ZAW-Verbände: 2004 zunächst "mit angezogener Handbremse" / Herbstanalyse zeigt vorerst nur leichte Impulse
(Berlin) - Der Abwärtstrend im deutschen Werbemarkt hat sich in den letzten neun Monaten verlangsamt, das Jahresergebnis wird aber mit einem Minus von rund 1 Prozent auf 29 Mrd Euro abschließen, schätzt der Zentralverband der deutschen Werbewirtschaft (ZAW) auf der Grundlage seiner traditionellen Herbstumfrage bei den 41 Mitgliedsorganisationen der werbenden Firmen, Medien und Agenturen. Die Werbeausgaben der Wirtschaft hätten mit dieser Bilanz 2003 das dritte Jahr in Folge in der roten Zone verharrt die längste Rezessionsphase in der deutschen Werbegeschichte. Für das kommende Jahr rechnet der ZAW mit leichten Impulsen, die den Werbemarkt aus dem Abwärtstrend hinaus auf die Ebene der Stagnation führen, "aber vorerst mit angezogener Handbremse", wie ein ZAW-Sprecher am 21. Oktober in Berlin sagte. Die Mitgliedsverbände der Dachorganisation gingen mehrheitlich (68 Prozent) davon aus, dass sich die Talsohle über das Jahr 2004 hinzieht. Ein Drittel (32 Prozent) rechneten mit wieder ansteigenden Investitionen der Markenartikelindustrie, des Handels und der Dienstleister in ihre Marktkommunikation.

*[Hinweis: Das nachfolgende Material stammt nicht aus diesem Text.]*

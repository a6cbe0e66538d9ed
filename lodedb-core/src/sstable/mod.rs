//! SSTable (Sorted String Table) implementation
//!
//! Immutable on-disk sorted runs of key → value-struct pairs with:
//! - Block-based format with optional LZ4 compression and per-block CRC32
//! - Sparse index of block key ranges
//! - Bloom filters for existence checks

mod block;
mod bloom;
mod builder;
mod iterator;
mod reader;

pub use block::{Block, BlockBuilder};
pub use bloom::BloomFilter;
pub use builder::TableBuilder;
pub use iterator::TableCursor;
pub use reader::Table;

use crate::Options;
use std::path::{Path, PathBuf};

/// SSTable file format version
pub const FORMAT_VERSION: u32 = 1;

/// Magic bytes at both ends of a table file
pub const MAGIC: &[u8; 4] = b"LODE";

/// Table file extension
pub const TABLE_EXT: &str = "sst";

/// SSTable configuration
#[derive(Debug, Clone)]
pub struct TableOptions {
    /// Block size in bytes
    pub block_size: usize,
    /// Enable compression
    pub compression: bool,
    /// Bloom filter bits per key
    pub bloom_bits_per_key: usize,
    /// Decoded blocks kept in the per-table cache
    pub block_cache_blocks: usize,
}

impl Default for TableOptions {
    fn default() -> Self {
        Self {
            block_size: crate::config::BLOCK_SIZE,
            compression: true,
            bloom_bits_per_key: crate::config::BLOOM_BITS_PER_KEY,
            block_cache_blocks: crate::config::BLOCK_CACHE_BLOCKS,
        }
    }
}

impl From<&Options> for TableOptions {
    fn from(opts: &Options) -> Self {
        Self {
            block_size: opts.block_size,
            compression: opts.compression,
            bloom_bits_per_key: opts.bloom_bits_per_key,
            block_cache_blocks: opts.block_cache_blocks,
        }
    }
}

/// Path of table `id` inside `dir`
pub fn table_path(dir: &Path, id: u64) -> PathBuf {
    dir.join(format!("{:06}.{}", id, TABLE_EXT))
}

/// Parse a table id out of a file name like `000042.sst`
pub fn parse_table_id(name: &str) -> Option<u64> {
    name.strip_suffix(".sst")
        .filter(|stem| !stem.is_empty() && stem.bytes().all(|b| b.is_ascii_digit()))
        .and_then(|stem| stem.parse().ok())
}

Tageszeitungen am stärksten betroffen, Internet wächst
Das zögerliche Werbeverhalten der Firmen spiegelt sich im Geschäft der Medien mit der Werbung wieder: Es bleibt schwach. Für das laufende Jahr kalkuliert der ZAW bei den Netto-Werbeeinnahmen mit einem Minus von
2 Prozent auf rund 19,7 Mrd. Euro.
Besonders der monetär stärkste Werbeträger in Deutschland, die Tageszeitungen, hatten mit erneut deutlichen Anzeigenverlusten zu kämpfen. Sie erreichten im Stellenmarkt punktuell bis zu 40 Prozent, bei den Kfz-Anzeigen 18 Prozent sowie Rückläufe bei Inseraten für Veranstaltungen bis zu 20 Prozent.
Auch bei anderen Werbeträgern sei die Werbekrise noch nicht abgehakt, so der ZAW. Zwar hätten nach den Daten des Instituts Nielsen Media Research GmbH (Hamburg) fast alle klassischen Medien im Ferienmonat Juli einen kräftigen Werbeaufschwung verzeichnen können, dieser sei aber in den nachfolgenden Monaten wieder geschrumpft trotz des einsetzenden Weihnachtsgeschäfts. Von stabilen Verhältnissen im Werbegeschäft der Medien könne angesichts der Datenlage daher noch nicht die Rede sein.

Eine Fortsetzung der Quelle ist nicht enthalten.